3. Consider a [CBSA advance ruling on origin](/en/blog/cbsa-advance-rulings). If you're sourcing from a country not on the subject country list but suspect the goods may have been transhipped or finished in a way that doesn't meet the country-of-origin rules, get certainty before importing. Origin transhipment fraud is the single most common cause of retroactive SIMA assessments.

4. Request a re-determination if you've already paid. Under section 56 of SIMA, you can request a re-determination within 90 days of the original assessment. Used correctly, this captures retroactive normal value updates that lower your effective rate.

5. Don't skip the SIMA check on routine shipments. A common mistake: an importer has been bringing in cold-rolled steel from a non-subject country (say, Germany) for years, then switches to a Korean supplier and assumes the same paperwork applies. Korea is on the cold-rolled steel scope. They get hit with retroactive AD + CVD plus C170 misclassification penalties on every prior declaration where the country of origin field is wrong.

How SIMA measures change

Every SIMA measure expires after 5 years unless CITT extends it through an expiry review. Reviews start ~12 months before expiry and require new evidence that dumping/subsidization is likely to continue and cause injury. Outcomes:

  • Continued — measure stays in force for another 5 years (most common for established measures).
  • Rescinded — measure ends. Importers no longer pay AD/CVD on goods imported after the rescission date.
  • Amended — scope, rate, or country list changes. Read the notice carefully.

Three other ways measures change between expiry reviews:

  • Re-investigation — CBSA updates normal values and amounts of subsidy. Affects current importers immediately.
  • Interim review — addresses changed circumstances (new evidence, market shifts).
  • Public interest inquiry — CITT can recommend that the Governor in Council reduce or eliminate duties for public interest reasons. Rare.
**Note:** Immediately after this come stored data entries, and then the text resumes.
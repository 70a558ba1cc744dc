//! CSV output of the customers and catalog models.

use crate::{generate_args, init_tracing, CATALOG, CUSTOMERS, ROW_COUNT, SEED};
use chrono::NaiveDate;
use datagen::generate;
use datagen_generator::CancellationFlag;
use datagen_sink::SinkFormat;
use std::collections::HashMap;
use std::fs;
use std::path::Path;
use tempfile::TempDir;

/// Read a CSV file as a header plus one column-to-value map per row.
fn read_csv(path: &Path) -> (Vec<String>, Vec<HashMap<String, String>>) {
    let mut reader = csv::Reader::from_path(path).expect("Failed to open CSV output");
    let header: Vec<String> = reader
        .headers()
        .expect("Missing CSV header")
        .iter()
        .map(String::from)
        .collect();
    let rows = reader
        .records()
        .map(|record| {
            let record = record.expect("Invalid CSV record");
            header
                .iter()
                .cloned()
                .zip(record.iter().map(String::from))
                .collect()
        })
        .collect();
    (header, rows)
}

#[test]
fn test_customers_csv_header_excludes_ghost_fields() {
    init_tracing();
    let temp_dir = TempDir::new().unwrap();
    let output = temp_dir.path().join("customers.csv");

    let summary = generate(
        &generate_args(CUSTOMERS, SinkFormat::Csv, &output),
        &CancellationFlag::new(),
    )
    .unwrap();

    assert_eq!(summary.seed, SEED);
    assert_eq!(summary.batches_written, 1);
    assert!(!summary.cancelled);
    assert_eq!(summary.metrics.rows_written, ROW_COUNT);
    assert!(summary.metrics.bytes_written > 0);

    let (header, rows) = read_csv(&output);
    assert_eq!(
        header,
        vec![
            "id",
            "first_name",
            "sex",
            "age",
            "vip",
            "city",
            "country",
            "latitude",
            "segment",
            "age_next_year",
            "email",
            "phone",
            "birthdate",
            "label",
        ]
    );
    assert_eq!(rows.len() as u64, ROW_COUNT);
}

#[test]
fn test_customers_csv_rules_hold_on_every_row() {
    init_tracing();
    let temp_dir = TempDir::new().unwrap();
    let output = temp_dir.path().join("customers.csv");
    let mut args = generate_args(CUSTOMERS, SinkFormat::Csv, &output);
    args.batches = 3;
    args.threads = 3;

    let summary = generate(&args, &CancellationFlag::new()).unwrap();
    assert_eq!(summary.batches_written, 3);

    let (_, rows) = read_csv(&output);
    assert_eq!(rows.len() as u64, 3 * ROW_COUNT);

    let min_birthdate = NaiveDate::from_ymd_opt(1950, 1, 1).unwrap();
    let max_birthdate = NaiveDate::from_ymd_opt(2005, 12, 31).unwrap();

    for (i, row) in rows.iter().enumerate() {
        // increment_long starting at 1, in global row order across batches
        assert_eq!(row["id"], (i as u64 + 1).to_string());

        let age: i32 = row["age"].parse().unwrap();
        assert!((18..=90).contains(&age), "age {age} out of range");
        assert_eq!(row["age_next_year"], (age + 1).to_string());

        assert_eq!(row["country"], "France");
        assert!(row["latitude"].parse::<f64>().is_ok());
        assert!(["MALE", "FEMALE", "UNKNOWN"].contains(&row["sex"].as_str()));

        let vip: bool = row["vip"].parse().unwrap();
        let expected_segment = if age < 30 {
            "young-fr"
        } else if age > 64 || vip {
            "senior-or-vip"
        } else {
            "standard"
        };
        assert_eq!(row["segment"], expected_segment, "row {i}: {row:?}");

        assert_eq!(
            row["label"],
            format!("{} from {}", row["first_name"], row["city"])
        );
        assert!(row["email"].contains('@'));
        assert!(row["phone"].starts_with("+33 "));

        let birthdate = NaiveDate::parse_from_str(&row["birthdate"], "%Y-%m-%d").unwrap();
        assert!(birthdate >= min_birthdate && birthdate <= max_birthdate);
    }
}

#[test]
fn test_same_seed_produces_identical_output() {
    init_tracing();
    let temp_dir = TempDir::new().unwrap();
    let first = temp_dir.path().join("first.csv");
    let second = temp_dir.path().join("second.csv");
    let other_seed = temp_dir.path().join("other.csv");

    generate(
        &generate_args(CUSTOMERS, SinkFormat::Csv, &first),
        &CancellationFlag::new(),
    )
    .unwrap();
    generate(
        &generate_args(CUSTOMERS, SinkFormat::Csv, &second),
        &CancellationFlag::new(),
    )
    .unwrap();
    let mut args = generate_args(CUSTOMERS, SinkFormat::Csv, &other_seed);
    args.seed = Some(SEED + 1);
    generate(&args, &CancellationFlag::new()).unwrap();

    let first = fs::read_to_string(first).unwrap();
    assert_eq!(first, fs::read_to_string(second).unwrap());
    assert_ne!(first, fs::read_to_string(other_seed).unwrap());
}

#[test]
fn test_model_seed_is_used_without_explicit_seed() {
    init_tracing();
    let temp_dir = TempDir::new().unwrap();
    let output = temp_dir.path().join("customers.csv");
    let mut args = generate_args(CUSTOMERS, SinkFormat::Csv, &output);
    args.seed = None;

    let summary = generate(&args, &CancellationFlag::new()).unwrap();
    // customers.yaml declares `seed: 42`
    assert_eq!(summary.seed, 42);
}

#[test]
fn test_catalog_csv_lookup_and_formula() {
    init_tracing();
    let temp_dir = TempDir::new().unwrap();
    let output = temp_dir.path().join("catalog.csv");

    generate(
        &generate_args(CATALOG, SinkFormat::Csv, &output),
        &CancellationFlag::new(),
    )
    .unwrap();

    let (header, rows) = read_csv(&output);
    assert_eq!(header, vec!["product", "price", "quantity", "total", "size"]);
    assert_eq!(rows.len() as u64, ROW_COUNT);

    for row in &rows {
        // Only kitchen products pass the filter
        let expected_price = match row["product"].as_str() {
            "Kettle" => 25,
            "Toaster" => 40,
            other => panic!("unexpected product {other}"),
        };
        assert_eq!(row["price"], expected_price.to_string());

        let quantity: i32 = row["quantity"].parse().unwrap();
        assert!((1..=5).contains(&quantity));
        let total: i32 = row["total"].parse().unwrap();
        assert_eq!(total, expected_price * quantity);

        let expected_size = if total > 100 {
            "large"
        } else if total > 50 {
            "medium"
        } else {
            "small"
        };
        assert_eq!(row["size"], expected_size);
    }
}

#[test]
fn test_cancelled_run_writes_header_only() {
    init_tracing();
    let temp_dir = TempDir::new().unwrap();
    let output = temp_dir.path().join("cancelled.csv");
    let mut args = generate_args(CATALOG, SinkFormat::Csv, &output);
    args.batches = 5;

    let cancellation = CancellationFlag::new();
    cancellation.cancel();
    let summary = generate(&args, &cancellation).unwrap();

    assert!(summary.cancelled);
    assert_eq!(summary.batches_written, 1);
    assert_eq!(summary.metrics.rows_written, 0);
    assert_eq!(
        fs::read_to_string(&output).unwrap(),
        "product,price,quantity,total,size\n"
    );
}

#[test]
fn test_dry_run_writes_nothing() {
    init_tracing();
    let temp_dir = TempDir::new().unwrap();
    let output = temp_dir.path().join("dry.csv");
    let mut args = generate_args(CUSTOMERS, SinkFormat::Csv, &output);
    args.dry_run = true;

    let summary = generate(&args, &CancellationFlag::new()).unwrap();
    assert_eq!(summary.seed, SEED);
    assert_eq!(summary.metrics.rows_written, 0);
    assert!(!output.exists());
}

#[test]
fn test_broken_rules_do_not_abort_generation() {
    init_tracing();
    let temp_dir = TempDir::new().unwrap();
    let model = temp_dir.path().join("broken.yaml");
    fs::write(
        &model,
        r#"
name: broken
fields:
  - name: n
    type: integer
    min: 1
    max: 9
  - name: label
    type: string
    conditionals:
      "$missing>3": never
      "$n>3 & nonsense": never
      default: fallback
  - name: doubled
    type: integer
    formula: "$n * 2"
"#,
    )
    .unwrap();
    let output = temp_dir.path().join("broken.csv");
    let args = generate_args(model.to_str().unwrap(), SinkFormat::Csv, &output);

    generate(&args, &CancellationFlag::new()).unwrap();

    let (_, rows) = read_csv(&output);
    assert_eq!(rows.len() as u64, ROW_COUNT);
    for row in &rows {
        assert_eq!(row["label"], "fallback");
        let n: i32 = row["n"].parse().unwrap();
        assert_eq!(row["doubled"], (n * 2).to_string());
    }
}

#[test]
fn test_missing_model_is_an_error() {
    let temp_dir = TempDir::new().unwrap();
    let output = temp_dir.path().join("never.csv");
    let args = generate_args("tests/fixtures/does-not-exist.yaml", SinkFormat::Csv, &output);

    let err = generate(&args, &CancellationFlag::new()).unwrap_err();
    assert!(format!("{err:#}").contains("Failed to load model"));
    assert!(!output.exists());
}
Penalties for getting it wrong

CBSA's AMPS regime imposes specific SIMA-related penalties:

  • C170 — failed to apply SIMA duties when required: $200/$400/$1,500 (graduated).
  • C171 — improperly claimed SIMA exemption: $200/$400/$1,500.
  • Retroactive duty + interest under section 80 of SIMA can go back 4 years on an audit. Compounded at the prescribed CRA rate.

A small importer with quarterly shipments of in-scope steel from China who underpaid for two years is looking at retroactive AD+CVD plus C170 penalty plus interest — easily six figures per audit cycle.

Tools

Bottom line

SIMA is the single most expensive trade remedy mechanism Canada operates. The rates are punitive by design — they're meant to neutralize unfair foreign pricing, and they often double or triple the landed cost of an import. The compliance question isn't whether SIMA applies; it's whether you've documented the right exporter, the right normal value, and the right country of origin. Get those three right and the worst-case scenario becomes a manageable line item on your duty bill. Get them wrong and a single audit can wipe out a year of margin.
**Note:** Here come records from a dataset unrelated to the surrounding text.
//! Email and phone number generators.

use super::choice::Pool;
use datagen_core::{FieldValue, PersonName};
use rand::distr::{Alphanumeric, SampleString};
use rand::Rng;
use std::sync::Arc;

/// Domains used for generated emails.
pub const EMAIL_DOMAINS: [&str; 4] = ["gaagle.com", "yahaa.com", "uutlook.com", "email.fr"];

/// Total digits of a phone number, indicator included.
pub const PHONE_DIGITS: usize = 11;

/// Generate `<prefix><name>@<domain>`.
///
/// The prefix is either one alphanumeric character or another name
/// followed by a dot.
pub fn generate_email<R: Rng>(rng: &mut R, names: &Pool<Arc<PersonName>>) -> FieldValue {
    let prefix = if rng.random_bool(0.5) {
        Alphanumeric.sample_string(rng, 1)
    } else {
        format!("{}.", names.choose(rng).first_name)
    };
    let name = &names.choose(rng).first_name;
    let domain = EMAIL_DOMAINS[rng.random_range(0..EMAIL_DOMAINS.len())];
    FieldValue::Text(format!("{prefix}{name}@{domain}"))
}

/// Generate `+<indicator> <digits>` with [`PHONE_DIGITS`] digits in total.
pub fn generate_phone<R: Rng>(rng: &mut R, indicators: &Pool<String>) -> FieldValue {
    let indicator = indicators.choose(rng);
    let mut phone = String::with_capacity(PHONE_DIGITS + 2);
    phone.push('+');
    phone.push_str(indicator);
    phone.push(' ');
    for _ in 0..PHONE_DIGITS.saturating_sub(indicator.len()) {
        phone.push(char::from(b'0' + rng.random_range(0..10u8)));
    }
    FieldValue::Text(phone)
}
Browse related guides on China surtaxes, US retaliatory tariffs, and CBSA advance rulings for the rest of the trade remedy picture.

*Snapshot date: 2026-03-26. Verify current rates against CBSA's Measures in Force page before each import. SIMA measures change between expiry reviews — TariffCalc syncs daily.*

Frequently Asked Questions

What is the difference between anti-dumping and countervailing duties?

Anti-dumping duties counter goods sold below fair market value (dumping). Countervailing duties counter foreign government subsidies to exporters. Both are investigated by CBSA and can apply simultaneously to the same product.

How long do SIMA duties last?

SIMA duties are imposed for 5 years and can be renewed through expiry reviews conducted by the Canadian International Trade Tribunal (CITT). Many SIMA measures have been in place for decades through successive renewals.

How do I know if my product is subject to SIMA duties?

Check CBSA's list of active SIMA measures, which specifies the product scope (HS codes), countries, and applicable duty rates. TariffCalc also flags when your HS code falls within an active SIMA measure.